Once you find a line containing the word "soundfield" in the entries below, copy it.

Supplied entries START

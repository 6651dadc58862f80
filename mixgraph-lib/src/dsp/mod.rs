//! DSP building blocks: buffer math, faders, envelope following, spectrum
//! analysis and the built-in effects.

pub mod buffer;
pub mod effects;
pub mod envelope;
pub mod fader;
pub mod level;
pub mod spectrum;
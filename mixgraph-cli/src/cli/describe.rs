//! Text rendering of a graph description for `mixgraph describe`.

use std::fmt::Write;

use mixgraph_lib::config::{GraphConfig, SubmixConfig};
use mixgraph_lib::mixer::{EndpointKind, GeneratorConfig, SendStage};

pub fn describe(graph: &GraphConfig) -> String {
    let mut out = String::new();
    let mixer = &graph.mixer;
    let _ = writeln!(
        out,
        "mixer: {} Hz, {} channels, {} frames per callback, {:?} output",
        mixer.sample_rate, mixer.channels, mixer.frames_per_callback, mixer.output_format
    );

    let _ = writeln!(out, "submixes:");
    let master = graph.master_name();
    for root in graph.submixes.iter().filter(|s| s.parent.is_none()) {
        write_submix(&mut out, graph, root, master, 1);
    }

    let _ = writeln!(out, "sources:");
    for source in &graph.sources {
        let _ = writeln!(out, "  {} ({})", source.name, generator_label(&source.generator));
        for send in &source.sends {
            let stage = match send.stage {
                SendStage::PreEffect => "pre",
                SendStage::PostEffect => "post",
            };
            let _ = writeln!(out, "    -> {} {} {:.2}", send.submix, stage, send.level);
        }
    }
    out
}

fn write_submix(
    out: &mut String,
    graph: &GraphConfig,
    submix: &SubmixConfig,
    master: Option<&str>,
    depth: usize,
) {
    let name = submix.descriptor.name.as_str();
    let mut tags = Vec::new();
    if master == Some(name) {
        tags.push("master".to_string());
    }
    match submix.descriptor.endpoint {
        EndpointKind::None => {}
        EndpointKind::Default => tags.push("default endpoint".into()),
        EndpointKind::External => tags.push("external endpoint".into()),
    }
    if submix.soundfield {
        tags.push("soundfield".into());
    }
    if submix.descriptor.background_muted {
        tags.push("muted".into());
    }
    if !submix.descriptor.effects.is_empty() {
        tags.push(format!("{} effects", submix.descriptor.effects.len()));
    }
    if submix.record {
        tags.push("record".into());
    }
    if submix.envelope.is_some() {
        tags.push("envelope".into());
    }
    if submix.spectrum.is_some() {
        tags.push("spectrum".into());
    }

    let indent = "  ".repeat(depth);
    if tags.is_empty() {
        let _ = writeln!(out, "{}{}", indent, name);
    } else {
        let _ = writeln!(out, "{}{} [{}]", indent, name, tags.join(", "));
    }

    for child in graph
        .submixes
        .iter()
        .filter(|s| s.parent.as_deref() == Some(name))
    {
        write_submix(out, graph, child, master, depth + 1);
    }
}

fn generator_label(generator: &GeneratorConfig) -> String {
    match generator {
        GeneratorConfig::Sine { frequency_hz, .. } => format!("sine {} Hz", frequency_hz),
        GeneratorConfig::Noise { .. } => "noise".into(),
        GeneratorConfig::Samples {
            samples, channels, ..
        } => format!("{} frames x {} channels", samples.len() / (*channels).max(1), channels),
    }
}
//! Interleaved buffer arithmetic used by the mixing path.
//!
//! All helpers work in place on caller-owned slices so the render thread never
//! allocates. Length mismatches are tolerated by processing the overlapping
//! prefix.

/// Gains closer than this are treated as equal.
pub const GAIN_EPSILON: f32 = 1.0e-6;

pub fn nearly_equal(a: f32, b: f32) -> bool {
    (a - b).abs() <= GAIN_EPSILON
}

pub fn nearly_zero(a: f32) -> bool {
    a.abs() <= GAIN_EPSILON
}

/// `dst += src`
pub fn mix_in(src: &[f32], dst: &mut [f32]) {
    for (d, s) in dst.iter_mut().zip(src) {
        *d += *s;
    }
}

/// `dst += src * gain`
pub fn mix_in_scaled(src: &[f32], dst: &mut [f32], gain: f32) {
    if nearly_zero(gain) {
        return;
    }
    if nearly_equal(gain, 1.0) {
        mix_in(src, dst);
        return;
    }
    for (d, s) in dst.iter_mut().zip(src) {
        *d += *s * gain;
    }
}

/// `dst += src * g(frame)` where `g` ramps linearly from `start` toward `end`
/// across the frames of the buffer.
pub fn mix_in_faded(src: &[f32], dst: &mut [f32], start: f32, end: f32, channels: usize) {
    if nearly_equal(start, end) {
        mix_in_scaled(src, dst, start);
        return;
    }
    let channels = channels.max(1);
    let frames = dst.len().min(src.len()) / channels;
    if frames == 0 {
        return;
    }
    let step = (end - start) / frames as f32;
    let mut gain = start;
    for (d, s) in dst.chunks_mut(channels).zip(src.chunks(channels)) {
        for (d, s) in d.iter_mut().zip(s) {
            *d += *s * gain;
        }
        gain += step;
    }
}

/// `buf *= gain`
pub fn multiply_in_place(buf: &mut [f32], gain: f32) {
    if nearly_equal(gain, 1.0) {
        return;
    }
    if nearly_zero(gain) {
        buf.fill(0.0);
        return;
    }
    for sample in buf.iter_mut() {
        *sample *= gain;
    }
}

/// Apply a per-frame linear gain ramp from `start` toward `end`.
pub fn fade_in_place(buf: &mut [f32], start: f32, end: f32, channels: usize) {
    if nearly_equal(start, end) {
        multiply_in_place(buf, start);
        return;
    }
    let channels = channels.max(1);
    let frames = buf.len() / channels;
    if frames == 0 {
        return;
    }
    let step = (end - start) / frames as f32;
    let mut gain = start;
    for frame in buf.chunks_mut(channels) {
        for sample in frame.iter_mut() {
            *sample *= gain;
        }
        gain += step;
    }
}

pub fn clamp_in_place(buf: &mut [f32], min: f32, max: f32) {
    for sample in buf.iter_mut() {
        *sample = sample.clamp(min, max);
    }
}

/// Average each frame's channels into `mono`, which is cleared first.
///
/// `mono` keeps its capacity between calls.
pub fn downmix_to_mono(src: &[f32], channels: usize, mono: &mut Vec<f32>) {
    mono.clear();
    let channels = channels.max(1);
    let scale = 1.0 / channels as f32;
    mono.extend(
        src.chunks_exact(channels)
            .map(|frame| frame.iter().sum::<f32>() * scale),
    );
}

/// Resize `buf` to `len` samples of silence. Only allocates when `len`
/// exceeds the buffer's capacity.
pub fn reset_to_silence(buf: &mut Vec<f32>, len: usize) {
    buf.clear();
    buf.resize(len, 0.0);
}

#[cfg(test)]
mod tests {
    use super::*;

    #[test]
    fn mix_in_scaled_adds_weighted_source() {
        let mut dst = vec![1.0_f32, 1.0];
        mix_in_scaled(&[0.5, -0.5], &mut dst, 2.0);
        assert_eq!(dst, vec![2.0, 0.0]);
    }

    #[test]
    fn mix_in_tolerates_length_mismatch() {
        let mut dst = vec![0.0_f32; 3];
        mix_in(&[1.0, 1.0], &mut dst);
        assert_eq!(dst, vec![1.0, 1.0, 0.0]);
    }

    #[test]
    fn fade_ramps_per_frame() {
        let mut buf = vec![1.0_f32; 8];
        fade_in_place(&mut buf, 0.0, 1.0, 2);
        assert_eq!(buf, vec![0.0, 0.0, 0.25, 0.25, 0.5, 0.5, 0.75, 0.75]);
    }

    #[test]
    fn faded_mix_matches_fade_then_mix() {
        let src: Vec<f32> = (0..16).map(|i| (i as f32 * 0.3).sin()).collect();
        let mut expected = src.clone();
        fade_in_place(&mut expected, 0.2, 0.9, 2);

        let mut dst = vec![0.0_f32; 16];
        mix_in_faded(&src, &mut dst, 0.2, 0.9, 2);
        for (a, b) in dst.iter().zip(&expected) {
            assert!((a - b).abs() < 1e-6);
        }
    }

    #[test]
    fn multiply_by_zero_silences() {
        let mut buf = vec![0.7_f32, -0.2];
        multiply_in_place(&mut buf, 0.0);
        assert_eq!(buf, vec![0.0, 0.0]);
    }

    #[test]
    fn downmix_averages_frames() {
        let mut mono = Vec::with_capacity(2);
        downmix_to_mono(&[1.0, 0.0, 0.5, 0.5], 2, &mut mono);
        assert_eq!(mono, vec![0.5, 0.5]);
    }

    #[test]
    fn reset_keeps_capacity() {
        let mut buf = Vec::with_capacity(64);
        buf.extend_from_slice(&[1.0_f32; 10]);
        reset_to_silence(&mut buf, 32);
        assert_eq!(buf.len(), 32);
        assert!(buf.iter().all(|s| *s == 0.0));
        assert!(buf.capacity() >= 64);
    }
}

Supplied entries END

> [The completed task]:
    if submix.soundfield {
        tags.push("soundfield".into());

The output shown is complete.